--- Entries supplied ---

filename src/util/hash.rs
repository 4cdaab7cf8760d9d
//! Hashing utilities for build step fingerprints.

use std::fs::File;
use std::io::{BufReader, Read};
use std::path::Path;

use anyhow::{Context, Result};
use sha2::{Digest, Sha256};

/// Compute SHA256 hash of a file.
pub fn sha256_file(path: &Path) -> Result<String> {
    let file = File::open(path)
        .with_context(|| format!("failed to open file for hashing: {}", path.display()))?;

    let mut reader = BufReader::new(file);
    let mut hasher = Sha256::new();
    let mut buffer = [0u8; 8192];

    loop {
        let bytes_read = reader.read(&mut buffer)?;
        if bytes_read == 0 {
            break;
        }
        hasher.update(&buffer[..bytes_read]);
    }

    Ok(hex::encode(hasher.finalize()))
}

/// A hasher for building fingerprints from multiple components.
#[derive(Default)]
pub struct Fingerprint {
    hasher: Sha256,
}

impl Fingerprint {
    /// Create a new fingerprint builder.
    pub fn new() -> Self {
        Fingerprint {
            hasher: Sha256::new(),
        }
    }

    /// Add a string component to the fingerprint.
    pub fn update_str(&mut self, s: &str) -> &mut Self {
        self.hasher.update(s.as_bytes());
        self.hasher.update(b"\0"); // Separator
        self
    }

    /// Add multiple strings to the fingerprint.
    pub fn update_strs<'a>(&mut self, items: impl IntoIterator<Item = &'a str>) -> &mut Self {
        for s in items {
            self.update_str(s);
        }
        self
    }

    /// Add a file: its path and the hash of its contents.
    pub fn update_file(&mut self, path: &Path) -> Result<&mut Self> {
        let digest = sha256_file(path)?;
        self.update_str(&path.to_string_lossy());
        self.update_str(&digest);
        Ok(self)
    }

    /// Finalize and return the fingerprint as a hex string.
    pub fn finish(&mut self) -> String {
        hex::encode(std::mem::take(&mut self.hasher).finalize())
    }
}
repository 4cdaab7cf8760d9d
//! Keel.toml build files.
//!
//! A build file is evaluated into its own [`TargetRegistry`]; nothing is
//! shared between files, so independent files can be evaluated in any
//! order or in parallel. Supports both `Keel.toml` (canonical) and
//! `keel.toml` (alias).

use std::path::{Path, PathBuf};

use miette::Diagnostic as MietteDiagnostic;
use serde::Deserialize;
use thiserror::Error;

use crate::core::registry::{DeclareError, InvalidReason, TargetRegistry};
use crate::core::target::{Target, TargetKind};
use crate::util::diagnostic::{suggestions, Diagnostic};

/// Canonical build file name.
pub const BUILD_FILE_NAME: &str = "Keel.toml";

/// Accepted alias for the build file name.
pub const BUILD_FILE_ALIAS: &str = "keel.toml";

/// Error loading or evaluating a build file. Always fatal to loading.
#[derive(Debug, Error, MietteDiagnostic)]
pub enum LoadError {
    #[error("could not find Keel.toml in {}", dir.display())]
    #[diagnostic(code(keel::load::not_found))]
    NotFound { dir: PathBuf },

    #[error("both {} and {} exist", primary.display(), alias.display())]
    #[diagnostic(
        code(keel::load::ambiguous),
        help("remove one of the two build files")
    )]
    Ambiguous { primary: PathBuf, alias: PathBuf },

    #[error("failed to read {}", path.display())]
    #[diagnostic(code(keel::load::io))]
    Io {
        path: PathBuf,
        #[source]
        source: std::io::Error,
    },

    #[error("failed to parse {}", path.display())]
    #[diagnostic(code(keel::load::parse))]
    Parse {
        path: PathBuf,
        /// 1-based line and column of the syntax error, when known.
        position: Option<(usize, usize)>,
        #[source]
        source: toml::de::Error,
    },

    #[error("{}: {source}", path.display())]
    #[diagnostic(code(keel::load::declare))]
    Declare {
        path: PathBuf,
        #[source]
        source: DeclareError,
    },
}

impl LoadError {
    /// Wrap a TOML error, keeping the line and column it points at.
    pub fn parse(path: &Path, content: &str, source: toml::de::Error) -> Self {
        let position = source
            .span()
            .map(|span| line_column(content, span.start));
        LoadError::Parse {
            path: path.to_path_buf(),
            position,
            source,
        }
    }

    /// Convert to a user-friendly diagnostic.
    pub fn to_diagnostic(&self) -> Diagnostic {
        match self {
            LoadError::NotFound { dir } => {
                Diagnostic::error(format!("no {} found", BUILD_FILE_NAME))
                    .with_location(dir)
                    .with_suggestion(suggestions::NO_WORKSPACE)
            }
            LoadError::Ambiguous { primary, alias } => Diagnostic::error("ambiguous build file")
                .with_context(format!("found {}", primary.display()))
                .with_context(format!("found {}", alias.display()))
                .with_suggestion(format!("Remove {}", alias.display())),
            LoadError::Io { path, source } => {
                Diagnostic::error(format!("could not read build file: {}", source))
                    .with_location(path)
            }
            LoadError::Parse {
                path,
                position,
                source,
            } => {
                let diag = Diagnostic::error("build file is not valid TOML").with_location(path);
                let diag = match position {
                    Some((line, column)) => diag.with_position(*line, *column),
                    None => diag,
                };
                diag.with_context(source.message().trim_end().to_string())
            }
            LoadError::Declare { path, source } => source.to_diagnostic().with_location(path),
        }
    }
}

/// The `[workspace]` table. Only honoured in the root build file.
#[derive(Debug, Clone, Default, Deserialize)]
#[serde(deny_unknown_fields)]
pub struct WorkspaceSection {
    /// Glob patterns (relative to the root) of directories to skip.
    #[serde(default)]
    pub exclude: Vec<String>,
}

#[derive(Debug, Deserialize)]
#[serde(deny_unknown_fields)]
struct RawBuildFile {
    #[serde(default)]
    workspace: Option<WorkspaceSection>,

    #[serde(default)]
    target: Vec<RawTarget>,
}

#[derive(Debug, Deserialize)]
#[serde(deny_unknown_fields)]
struct RawTarget {
    kind: Option<String>,

    #[serde(default)]
    name: String,

    #[serde(default, alias = "sources")]
    srcs: Vec<String>,

    #[serde(default)]
    deps: Vec<String>,
}

/// An evaluated build file.
#[derive(Debug, Clone)]
pub struct BuildFile {
    package: String,
    path: PathBuf,
    workspace: Option<WorkspaceSection>,
    registry: TargetRegistry,
}

impl BuildFile {
    /// Read and evaluate a build file.
    pub fn load(path: &Path, package: impl Into<String>) -> Result<Self, LoadError> {
        let content = std::fs::read_to_string(path).map_err(|source| LoadError::Io {
            path: path.to_path_buf(),
            source,
        })?;
        Self::evaluate(&content, path, package)
    }

    /// Evaluate build file content.
    ///
    /// Each `[[target]]` entry is declared, in file order, on a fresh
    /// registry. The first rejected declaration aborts evaluation.
    pub fn evaluate(
        content: &str,
        path: &Path,
        package: impl Into<String>,
    ) -> Result<Self, LoadError> {
        let raw: RawBuildFile =
            toml::from_str(content).map_err(|source| LoadError::parse(path, content, source))?;

        let declare_err = |source| LoadError::Declare {
            path: path.to_path_buf(),
            source,
        };

        let mut registry = TargetRegistry::new();
        for entry in raw.target {
            let kind = parse_kind(&entry).map_err(declare_err)?;
            registry
                .declare(kind, entry.name, entry.srcs, entry.deps)
                .map_err(declare_err)?;
        }

        let package = package.into();
        tracing::debug!(
            "evaluated {} ({} target(s)) as package `{}`",
            path.display(),
            registry.len(),
            package
        );

        Ok(BuildFile {
            package,
            path: path.to_path_buf(),
            workspace: raw.workspace,
            registry,
        })
    }

    /// Package path relative to the workspace root (empty for the root).
    pub fn package(&self) -> &str {
        &self.package
    }

    /// Path of the build file.
    pub fn path(&self) -> &Path {
        &self.path
    }

    /// Directory containing the build file; sources resolve against it.
    pub fn dir(&self) -> &Path {
        self.path.parent().unwrap_or(Path::new("."))
    }

    /// The `[workspace]` table, if present.
    pub fn workspace(&self) -> Option<&WorkspaceSection> {
        self.workspace.as_ref()
    }

    /// The evaluated declarations.
    pub fn registry(&self) -> &TargetRegistry {
        &self.registry
    }

    /// Look up a target declared in this file.
    pub fn target(&self, name: &str) -> Option<&Target> {
        self.registry.get(name)
    }

    /// Targets in declaration order.
    pub fn targets(&self) -> impl Iterator<Item = &Target> {
        self.registry.iter()
    }
}

fn parse_kind(entry: &RawTarget) -> Result<TargetKind, DeclareError> {
    let invalid = |reason| DeclareError::InvalidTarget {
        name: entry.name.clone(),
        reason,
    };
    match entry.kind.as_deref() {
        None => Err(invalid(InvalidReason::MissingKind)),
        Some(kind) => kind.parse().map_err(|_| {
            invalid(InvalidReason::UnknownKind {
                kind: kind.to_string(),
            })
        }),
    }
}

/// Find the build file in a directory.
pub fn find_build_file(dir: &Path) -> Result<PathBuf, LoadError> {
    let primary = dir.join(BUILD_FILE_NAME);
    let alias = dir.join(BUILD_FILE_ALIAS);

    let has_primary = primary.is_file();
    let has_alias = alias.is_file();

    // On case-insensitive filesystems both names hit the same file.
    if has_primary && has_alias && !same_file(&primary, &alias) {
        return Err(LoadError::Ambiguous { primary, alias });
    }

    if has_primary {
        Ok(primary)
    } else if has_alias {
        Ok(alias)
    } else {
        Err(LoadError::NotFound {
            dir: dir.to_path_buf(),
        })
    }
}

/// 1-based line and column of a byte offset.
fn line_column(content: &str, offset: usize) -> (usize, usize) {
    let mut end = offset.min(content.len());
    while !content.is_char_boundary(end) {
        end -= 1;
    }
    let before = &content[..end];
    let line = before.matches('\n').count() + 1;
    let line_start = before.rfind('\n').map_or(0, |i| i + 1);
    let column = before[line_start..].chars().count() + 1;
    (line, column)
}

fn same_file(a: &Path, b: &Path) -> bool {
    match (a.canonicalize(), b.canonicalize()) {
        (Ok(a), Ok(b)) => a == b,
        _ => false,
    }
}

#[cfg(test)]
mod tests {
    use super::*;
    use tempfile::TempDir;

    const IMAGEREADER: &str = r#"
[[target]]
kind = "proto"
name = "proto"
srcs = ["./imagereader.proto"]
deps = ["lib+common_proto"]

[[target]]
kind = "protocc"
name = "proto_lib"
srcs = ["+proto"]
deps = ["lib+common_proto_lib"]
"#;

    #[test]
    fn test_evaluate_in_order() {
        let path = Path::new("lib/imagereader/Keel.toml");
        let file = BuildFile::evaluate(IMAGEREADER, path, "lib/imagereader").unwrap();

        assert_eq!(file.package(), "lib/imagereader");
        assert_eq!(file.dir(), Path::new("lib/imagereader"));
        assert!(file.workspace().is_none());

        let targets: Vec<_> = file.targets().collect();
        assert_eq!(targets.len(), 2);
        assert_eq!(targets[0].name(), "proto");
        assert_eq!(targets[0].kind(), TargetKind::Proto);
        assert_eq!(targets[0].sources(), ["./imagereader.proto"]);
        assert_eq!(targets[0].deps(), ["lib+common_proto"]);
        assert_eq!(targets[1].name(), "proto_lib");
        assert_eq!(targets[1].kind(), TargetKind::ProtoCc);
        assert_eq!(targets[1].sources(), ["+proto"]);
        assert_eq!(targets[1].deps(), ["lib+common_proto_lib"]);
    }

    #[test]
    fn test_evaluate_duplicate_reports_file() {
        let content = r#"
[[target]]
kind = "proto"
name = "proto"
srcs = ["a.proto"]

[[target]]
kind = "schema"
name = "proto"
sources = ["b.proto"]
"#;
        let path = Path::new("pkg/Keel.toml");
        let err = BuildFile::evaluate(content, path, "pkg").unwrap_err();
        match &err {
            LoadError::Declare { path, source } => {
                assert_eq!(path, Path::new("pkg/Keel.toml"));
                assert!(matches!(source, DeclareError::DuplicateTarget { name } if name == "proto"));
            }
            other => panic!("unexpected error: {other:?}"),
        }
        let message = err.to_string();
        assert!(message.contains("pkg/Keel.toml"));
        assert!(message.contains("proto"));
    }

    #[test]
    fn test_evaluate_rejects_unknown_kind() {
        let content = r#"
[[target]]
kind = "cxxlibrary"
name = "lib"
srcs = ["a.cc"]
"#;
        let err = BuildFile::evaluate(content, Path::new("Keel.toml"), "").unwrap_err();
        assert!(matches!(
            err,
            LoadError::Declare {
                source: DeclareError::InvalidTarget {
                    reason: InvalidReason::UnknownKind { .. },
                    ..
                },
                ..
            }
        ));
    }

    #[test]
    fn test_evaluate_rejects_missing_sources() {
        let content = r#"
[[target]]
kind = "proto"
name = "proto"
"#;
        let err = BuildFile::evaluate(content, Path::new("Keel.toml"), "").unwrap_err();
        let diag = err.to_diagnostic().format(false);
        assert!(diag.contains("invalid target `proto`"));
        assert!(diag.contains("Keel.toml"));
    }

    #[test]
    fn test_evaluate_rejects_unknown_fields() {
        let content = r#"
[[target]]
kind = "proto"
name = "proto"
srcs = ["a.proto"]
dependencies = ["x+y"]
"#;
        let err = BuildFile::evaluate(content, Path::new("Keel.toml"), "").unwrap_err();
        assert!(matches!(err, LoadError::Parse { .. }));
    }

    #[test]
    fn test_parse_error_reports_line() {
        let content = "[[target]]\nkind = \"proto\"\nname = \"proto\"\nsrcs = [\"a.proto\"\n";
        let err = BuildFile::evaluate(content, Path::new("lib/Keel.toml"), "lib").unwrap_err();
        match &err {
            LoadError::Parse { position, .. } => {
                let (line, _) = position.expect("toml errors carry a span");
                assert!(line >= 4, "line {line}");
            }
            other => panic!("unexpected error: {other:?}"),
        }

        let output = err.to_diagnostic().format(false);
        assert!(output.contains("--> lib/Keel.toml:"), "{output}");
        assert!(!output.contains("--> lib/Keel.toml\n"), "{output}");
    }

    #[test]
    fn test_line_column() {
        let content = "a = 1\nb = [\n";
        assert_eq!(line_column(content, 0), (1, 1));
        assert_eq!(line_column(content, 6), (2, 1));
        assert_eq!(line_column(content, 10), (2, 5));
        assert_eq!(line_column(content, 100), (3, 1));
    }

    #[test]
    fn test_workspace_section() {
        let content = r#"
[workspace]
exclude = ["third_party/**"]
"#;
        let file = BuildFile::evaluate(content, Path::new("Keel.toml"), "").unwrap();
        assert_eq!(file.workspace().unwrap().exclude, ["third_party/**"]);
        assert!(file.registry().is_empty());
    }

    #[test]
    fn test_files_are_isolated() {
        let a = BuildFile::evaluate(IMAGEREADER, Path::new("a/Keel.toml"), "a").unwrap();
        let b = BuildFile::evaluate(IMAGEREADER, Path::new("b/Keel.toml"), "b").unwrap();
        assert_eq!(a.registry().len(), 2);
        assert_eq!(b.registry().len(), 2);
    }

    #[test]
    fn test_find_build_file() {
        let tmp = TempDir::new().unwrap();
        assert!(matches!(
            find_build_file(tmp.path()),
            Err(LoadError::NotFound { .. })
        ));

        let alias = tmp.path().join(BUILD_FILE_ALIAS);
        std::fs::write(&alias, "").unwrap();
        let found = find_build_file(tmp.path()).unwrap();
        assert!(found.ends_with(BUILD_FILE_ALIAS) || found.ends_with(BUILD_FILE_NAME));
    }

    #[test]
    fn test_load_reads_file() {
        let tmp = TempDir::new().unwrap();
        let path = tmp.path().join(BUILD_FILE_NAME);
        std::fs::write(&path, IMAGEREADER).unwrap();

        let file = BuildFile::load(&path, "").unwrap();
        assert_eq!(file.registry().len(), 2);
        assert_eq!(file.dir(), tmp.path());
    }
}
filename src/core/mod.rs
//! Core data structures for Keel.
//!
//! This module contains the declaration side of Keel:
//! - Targets, kinds and labels
//! - The file-scoped target registry
//! - Target references (`package+name`)
//! - Build file evaluation and workspace loading

pub mod build_file;
pub mod reference;
pub mod registry;
pub mod target;
pub mod workspace;

pub use build_file::{BuildFile, LoadError, BUILD_FILE_ALIAS, BUILD_FILE_NAME};
pub use reference::TargetRef;
pub use registry::{DeclareError, TargetRegistry};
pub use target::{Target, TargetKind, TargetLabel};
pub use workspace::Workspace;
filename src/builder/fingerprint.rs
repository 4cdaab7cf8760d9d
//! Build fingerprinting for incremental builds.
//!
//! A step's fingerprint covers its serialized description, the compiler
//! identity, and the contents of every input file. A step is fresh when
//! its fingerprint matches the stored one and all its outputs exist.

use std::collections::BTreeMap;
use std::path::Path;

use anyhow::{Context, Result};
use serde::{Deserialize, Serialize};

use crate::builder::plan::BuildStep;
use crate::util::fs::write_string;
use crate::util::hash::Fingerprint;

/// Compute the fingerprint of a build step.
pub fn step_fingerprint(step: &BuildStep, compiler: &str) -> Result<String> {
    let description = serde_json::to_string(step)?;

    let mut fp = Fingerprint::new();
    fp.update_strs([description.as_str(), compiler]);
    for input in step.inputs() {
        fp.update_file(input)?;
    }
    Ok(fp.finish())
}

/// Stored fingerprints, keyed by target label.
#[derive(Debug, Default, Serialize, Deserialize)]
pub struct FingerprintCache {
    pub steps: BTreeMap<String, String>,
}

impl FingerprintCache {
    /// Load the cache; a missing file is an empty cache.
    pub fn load(path: &Path) -> Result<Self> {
        if !path.exists() {
            return Ok(FingerprintCache::default());
        }

        let content = std::fs::read_to_string(path)
            .with_context(|| format!("failed to read {}", path.display()))?;
        match serde_json::from_str(&content) {
            Ok(cache) => Ok(cache),
            Err(e) => {
                tracing::warn!("ignoring corrupt fingerprint file {}: {}", path.display(), e);
                Ok(FingerprintCache::default())
            }
        }
    }

    /// Save the cache.
    pub fn save(&self, path: &Path) -> Result<()> {
        let content = serde_json::to_string_pretty(self)?;
        write_string(path, &content)
    }

    /// Check whether a step must run.
    pub fn needs_run(&self, step: &BuildStep, current: &str) -> bool {
        let stored = self.steps.get(step.target()).map(String::as_str);
        stored != Some(current) || step.outputs().iter().any(|o| !o.exists())
    }

    /// Record a successful step.
    pub fn update(&mut self, target: impl Into<String>, fingerprint: String) {
        self.steps.insert(target.into(), fingerprint);
    }
}
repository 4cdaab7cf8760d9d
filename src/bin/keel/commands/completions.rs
//! `keel completions` command
//!
//! Generates shell completions for various shells.

use std::io;

use anyhow::Result;
use clap::CommandFactory;
use clap_complete::generate;

use crate::cli::{Cli, CompletionsArgs};

pub fn execute(args: CompletionsArgs) -> Result<()> {
    let mut cmd = Cli::command();
    let name = cmd.get_name().to_string();

    generate(args.shell, &mut cmd, name, &mut io::stdout());

    Ok(())
}
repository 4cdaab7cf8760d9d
//! `keel check` command

use anyhow::Result;

use crate::cli::CheckArgs;
use keel::ops::resolve_workspace;
use keel::GlobalContext;

pub fn execute(_args: CheckArgs, ctx: &GlobalContext) -> Result<()> {
    let resolved = resolve_workspace(ctx)?;

    println!(
        "    Checked {} target(s) in {} package(s)",
        resolved.graph.len(),
        resolved.workspace.build_files().len()
    );

    Ok(())
}
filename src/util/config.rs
//! Configuration file support for Keel.
//!
//! Keel reads two configuration file locations:
//! - Global: `~/.keel/config.toml` - User-wide defaults
//! - Project: `<root>/.keel/config.toml` - Workspace-specific overrides
//!
//! Project config takes precedence over global config.

use std::path::{Path, PathBuf};

use anyhow::{Context, Result};
use serde::{Deserialize, Serialize};

/// Name of the per-workspace and per-user Keel directory.
pub const KEEL_DIR: &str = ".keel";

/// Keel configuration.
#[derive(Debug, Clone, Default, Serialize, Deserialize)]
#[serde(default)]
pub struct Config {
    /// protoc invocation settings
    pub protoc: ProtocConfig,

    /// Build output settings
    pub build: BuildConfig,

    /// Workspace discovery settings
    pub workspace: WorkspaceConfig,
}

/// Settings for the external protobuf compiler.
#[derive(Debug, Clone, Default, Serialize, Deserialize)]
#[serde(default)]
pub struct ProtocConfig {
    /// Path to protoc (overrides PROTOC and PATH lookup)
    pub path: Option<PathBuf>,

    /// Extra include directories, relative to the workspace root
    pub include_dirs: Vec<PathBuf>,

    /// Extra arguments passed to every protoc invocation
    pub args: Vec<String>,
}

/// Build-related configuration.
#[derive(Debug, Clone, Default, Serialize, Deserialize)]
#[serde(default)]
pub struct BuildConfig {
    /// Output directory, relative to the workspace root (default `.keel/out`)
    pub out_dir: Option<PathBuf>,
}

/// Workspace discovery configuration.
#[derive(Debug, Clone, Default, Serialize, Deserialize)]
#[serde(default)]
pub struct WorkspaceConfig {
    /// Additional glob patterns of directories to skip
    pub exclude: Vec<String>,
}

impl Config {
    /// Load configuration from a file.
    pub fn load(path: &Path) -> Result<Self> {
        let contents = std::fs::read_to_string(path)
            .with_context(|| format!("failed to read config file: {}", path.display()))?;

        toml::from_str(&contents)
            .with_context(|| format!("failed to parse config file: {}", path.display()))
    }

    /// Load configuration with fallback to defaults if file doesn't exist.
    pub fn load_or_default(path: &Path) -> Self {
        if path.exists() {
            Self::load(path).unwrap_or_else(|e| {
                tracing::warn!("Failed to load config from {}: {:#}", path.display(), e);
                Self::default()
            })
        } else {
            Self::default()
        }
    }

    /// Merge another config into this one (other takes precedence).
    pub fn merge(&mut self, other: Config) {
        if other.protoc.path.is_some() {
            self.protoc.path = other.protoc.path;
        }
        if !other.protoc.include_dirs.is_empty() {
            self.protoc.include_dirs = other.protoc.include_dirs;
        }
        if !other.protoc.args.is_empty() {
            self.protoc.args = other.protoc.args;
        }

        if other.build.out_dir.is_some() {
            self.build.out_dir = other.build.out_dir;
        }

        // Exclusions accumulate: a project cannot un-exclude a global pattern.
        for pattern in other.workspace.exclude {
            if !self.workspace.exclude.contains(&pattern) {
                self.workspace.exclude.push(pattern);
            }
        }
    }

    /// Output directory for a workspace rooted at `root`.
    pub fn out_dir(&self, root: &Path) -> PathBuf {
        match &self.build.out_dir {
            Some(dir) => root.join(dir),
            None => root.join(KEEL_DIR).join("out"),
        }
    }
}

/// Load merged configuration from global and project locations.
///
/// Order of precedence (highest to lowest):
/// 1. Project config (<root>/.keel/config.toml)
/// 2. Global config (~/.keel/config.toml)
/// 3. Defaults
pub fn load_config(global_path: Option<&Path>, project_path: &Path) -> Config {
    let mut config = Config::default();

    if let Some(global_path) = global_path {
        if global_path.exists() {
            config.merge(Config::load_or_default(global_path));
        }
    }

    if project_path.exists() {
        config.merge(Config::load_or_default(project_path));
    }

    config
}

/// Get the global keel config directory (~/.keel).
pub fn global_config_dir() -> Option<PathBuf> {
    directories::BaseDirs::new().map(|b| b.home_dir().join(KEEL_DIR))
}

/// Get the global config path (~/.keel/config.toml).
pub fn global_config_path() -> Option<PathBuf> {
    global_config_dir().map(|dir| dir.join("config.toml"))
}

/// Get the project config path (<root>/.keel/config.toml).
pub fn project_config_path(root: &Path) -> PathBuf {
    root.join(KEEL_DIR).join("config.toml")
}
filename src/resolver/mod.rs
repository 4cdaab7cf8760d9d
//! Reference resolution.
//!
//! Turns the verbatim `srcs`/`deps` strings of every build file into a
//! checked, acyclic [`TargetGraph`]. Resolution is pure: all file I/O
//! happens while loading the workspace.

pub mod errors;
pub mod graph;

pub use errors::{ResolveError, Unresolved};
pub use graph::{EdgeKind, TargetGraph};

--- Exercise details ---
Your answer must be the data above, copied exactly from its first line through the line containing "if bytes_read == 0", and nothing more.

--- Output below ---
filename src/util/hash.rs
repository 4cdaab7cf8760d9d
//! Hashing utilities for build step fingerprints.

use std::fs::File;
use std::io::{BufReader, Read};
use std::path::Path;

use anyhow::{Context, Result};
use sha2::{Digest, Sha256};

/// Compute SHA256 hash of a file.
pub fn sha256_file(path: &Path) -> Result<String> {
    let file = File::open(path)
        .with_context(|| format!("failed to open file for hashing: {}", path.display()))?;

    let mut reader = BufReader::new(file);
    let mut hasher = Sha256::new();
    let mut buffer = [0u8; 8192];

    loop {
        let bytes_read = reader.read(&mut buffer)?;
        if bytes_read == 0 {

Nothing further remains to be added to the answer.